La palabra por sí misma, esta palabra me había sorprendido, de la que me parecía que ya no comprendía bien el sentido, era redonda en la boca, como una fruta; si me pusiera a soñar a propósito de ella, debía deslizar de la plata (el color del paisaje por donde caminaba cuando en eso había pensado de pronto) al oro, y de la hora de la noche a la hora del mediodía. Volvía a ver de nuevo paisajes de mieses a pleno sol; no era suficiente; no había que tener miedo de dejar obrar el fermento de la metamorfosis. Cada espiga se convertía en un instrumento de cobre, el campo en una orquesta de paja y de polvareda dorada; de allí surgía un estallido sonoro que hubiera creído primero un incendio, pero no: no podía ser furiosa, devastadora, ni incluso salvaje.(Tampoco se me ocurrían imágenes de placer, de voluptuosidad.)

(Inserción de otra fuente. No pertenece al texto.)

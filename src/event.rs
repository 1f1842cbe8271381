//! Gate event system.

use tokio::sync::broadcast;

/// Events emitted by the access gate.
#[derive(Debug, Clone)]
pub enum GateEvent {
    /// A 402 requirement descriptor was emitted.
    RequirementEmitted {
        /// Gated resource identifier.
        resource: String,
        /// Amount owed in cents.
        amount_cents: u64,
    },

    /// A proof was verified by the facilitator.
    PaymentVerified {
        /// Gated resource identifier.
        resource: String,
        /// Settlement reference.
        reference: String,
    },

    /// A settlement was recorded.
    SettlementRecorded {
        /// Gated resource identifier.
        resource: String,
        /// Settlement reference.
        reference: String,
        /// Payee share in cents.
        payee_cents: u64,
    },

    /// Content was released.
    AccessGranted {
        /// Gated resource identifier.
        resource: String,
        /// Whether a settlement accompanied the grant.
        paid: bool,
    },

    /// A replayed settlement reference was rejected.
    ReplayRejected {
        /// Settlement reference.
        reference: String,
    },

    /// Error occurred.
    Error {
        /// Error message.
        message: String,
    },
}

/// Channel for receiving gate events.
pub type GateEventsChannel = broadcast::Receiver<GateEvent>;

/// Sender for gate events.
pub type GateEventsSender = broadcast::Sender<GateEvent>;

/// Create a new event channel pair.
#[must_use]
pub fn create_event_channel() -> (GateEventsSender, GateEventsChannel) {
    broadcast::channel(256)
}
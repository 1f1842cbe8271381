//! Proof-of-payment verification.
//!
//! The gate treats verification as a single swappable function boundary:
//! a [`ProofVerifier`] takes the proof token and the requirement it is
//! supposed to settle, and answers with a [`VerificationResult`]. The
//! production implementation, [`FacilitatorVerifier`], delegates the verdict
//! to an external facilitator service.
//!
//! ```text
//! proof + requirement
//!        │
//!        ▼
//! ┌──────────────────┐  strict   ┌──────────────────────┐
//! │ FacilitatorVerifier ├──────────▶ POST <base>/verify   │
//! └────────┬─────────┘           └──────────┬───────────┘
//!          │ dev mode                       │
//!          ▼                                ▼
//!  accept non-empty proof        facilitator verdict
//!  (logged as insecure)          (timeout ⇒ unverified)
//! ```

mod facilitator;
mod verifier;

pub use facilitator::{FacilitatorConfig, FacilitatorVerifier};
pub use verifier::{ProofVerifier, VerificationResult};
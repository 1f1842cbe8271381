//! Verifier trait and verification results.

use crate::chains::Chain;
use crate::proof::ProofOfPayment;
use crate::requirement::PaymentRequirement;
use serde::{Deserialize, Serialize};

/// Outcome of a single verification call.
///
/// Produced fresh per call and never cached: a result is only meaningful
/// for the request that carried the proof.
#[derive(Debug, Clone, PartialEq, Eq, Serialize, Deserialize)]
pub struct VerificationResult {
    /// Whether the proof represents a valid, completed payment.
    pub verified: bool,
    /// Chain the payment settled on. Present only when verified.
    #[serde(skip_serializing_if = "Option::is_none")]
    pub chain: Option<Chain>,
    /// External settlement/transaction reference. Present only when
    /// verified.
    #[serde(rename = "txHash", skip_serializing_if = "Option::is_none")]
    pub settlement_reference: Option<String>,
}

impl VerificationResult {
    /// A verified payment with its chain and settlement reference.
    #[must_use]
    pub fn settled(chain: Chain, reference: impl Into<String>) -> Self {
        Self {
            verified: true,
            chain: Some(chain),
            settlement_reference: Some(reference.into()),
        }
    }

    /// An unverified (rejected or unverifiable) payment.
    #[must_use]
    pub fn unverified() -> Self {
        Self {
            verified: false,
            chain: None,
            settlement_reference: None,
        }
    }
}

/// Decides whether a proof token represents a valid, completed payment for
/// the given requirement.
///
/// Implementations must be fail-closed: an unreachable or slow backend is
/// reported as an unverified result, not an error that could be confused
/// with a server fault.
#[async_trait::async_trait]
pub trait ProofVerifier: Send + Sync {
    /// Verify a proof against the requirement it should settle.
    ///
    /// # Errors
    ///
    /// Returns an error only for faults the verifier cannot express as an
    /// unverified result. The gate treats such errors as unverified anyway.
    async fn verify(
        &self,
        proof: &ProofOfPayment,
        requirement: &PaymentRequirement,
    ) -> crate::Result<VerificationResult>;
}
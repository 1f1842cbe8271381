//! HTTP 402 payment-requirement negotiation and settlement gating.
//!
//! `x402-gate` implements the x402 convention for premium content: a priced
//! resource answers unpaid requests with a machine-readable 402 descriptor
//! of acceptable payment methods, and releases content once a
//! proof-of-payment header verifies - settling the proceeds between the
//! platform and the content owner exactly once per proof.
//!
//! # Architecture
//!
//! ```text
//! access request received
//!        │
//!        ▼
//! ┌─────────────────────┐
//! │ resource free?      │──yes──▶ release content
//! └─────────┬───────────┘
//!           │ no
//!           ▼
//! ┌─────────────────────┐
//! │ proof header?       │──no───▶ 402 + PaymentRequirement
//! └─────────┬───────────┘
//!           │ yes
//!           ▼
//! ┌─────────────────────┐
//! │ facilitator verify  │──rejected/timeout──▶ 402 (fail-closed)
//! └─────────┬───────────┘
//!           │ verified
//!           ▼
//! ┌─────────────────────┐
//! │ ledger settlement   │──duplicate ref─────▶ 402 (replay)
//! │ (atomic, idempotent)│──write failure─────▶ server error, no release
//! └─────────┬───────────┘
//!           │ committed
//!           ▼
//!   release content + settlement summary
//! ```
//!
//! The persistence layer, identity provider, and HTTP routing are external
//! collaborators behind the [`SettlementLedger`](ledger::SettlementLedger),
//! [`ContentStore`](resource::ContentStore), and
//! [`HeaderLookup`](proof::HeaderLookup) seams.

pub mod chains;
pub mod config;
pub mod error;
pub mod event;
pub mod gate;
pub mod ledger;
pub mod proof;
pub mod replay;
pub mod requirement;
pub mod resource;
pub mod verify;

pub use chains::Chain;
pub use config::GateConfig;
pub use error::{Error, Result};
pub use gate::{
    AccessGate, AccessOutcome, SettlementSummary, TipOutcome, TipRecipient, TipRequest,
    TipSummary, MAX_TIP_CENTS, MIN_TIP_CENTS,
};
pub use ledger::{split_fee, FeeSplit, MemoryLedger, Settlement, SettlementLedger};
pub use proof::{extract_proof, HeaderLookup, ProofOfPayment};
pub use replay::ReplayGuard;
pub use requirement::{
    AcceptedMethod, PaymentRequired, PaymentRequirement, RequirementBuilder, RequirementOptions,
};
pub use resource::{ContentStore, MemoryContent, PriceableResource};
pub use verify::{FacilitatorConfig, FacilitatorVerifier, ProofVerifier, VerificationResult};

Intentaba oír aún mejor esta palabra (de la que casi se hubiera dicho que me venía de una lengua extranjera, o muerta: la redondez del fruto, el oro de los trigos, la jubilación de una orquesta de cobres, había verdad en todo esto; pero faltaba lo esencial: la plenitud, y no solamente la plenitud (que tiene algo de inmóvil, de hermético, de eterno), sino el recuerdo o el ensueño de un espacio que si bien lleno, completo, no cesaría, tranquilamente, soberanamente, de ensancharse, de abrirse, a la imagen de un templo cuyas columnas (no soportando más aire que aquel que se ve en las ruinas) se separarían al infinito unas de las otras sin romper sus invisibles ataduras; o del carro de Elías cuyas ruedas crecerían con la medida de las galaxias sin que se rompiera su eje.
Esta palabra casi olvidada me había debido volver de tales alturas como un eco extremadamente débil de una inmensa tormenta feliz. Entonces, en el nacimiento invernal de otro año, entre enero y marzo, a partir de ella, me he puesto a reflexionar, si no a escuchar y recoger señales, a divagar al hilo de las imágenes; comprendiendo, o asegurándome de manera perezosa, que no podía hacer otra cosa, a no ser retenerlas después como fragmentos, incluso imperfectos y poco coherentes, tales, con algunos retoques incluidos, como este fin de invierno me los había aportado- lejos del gran sol entrevisto.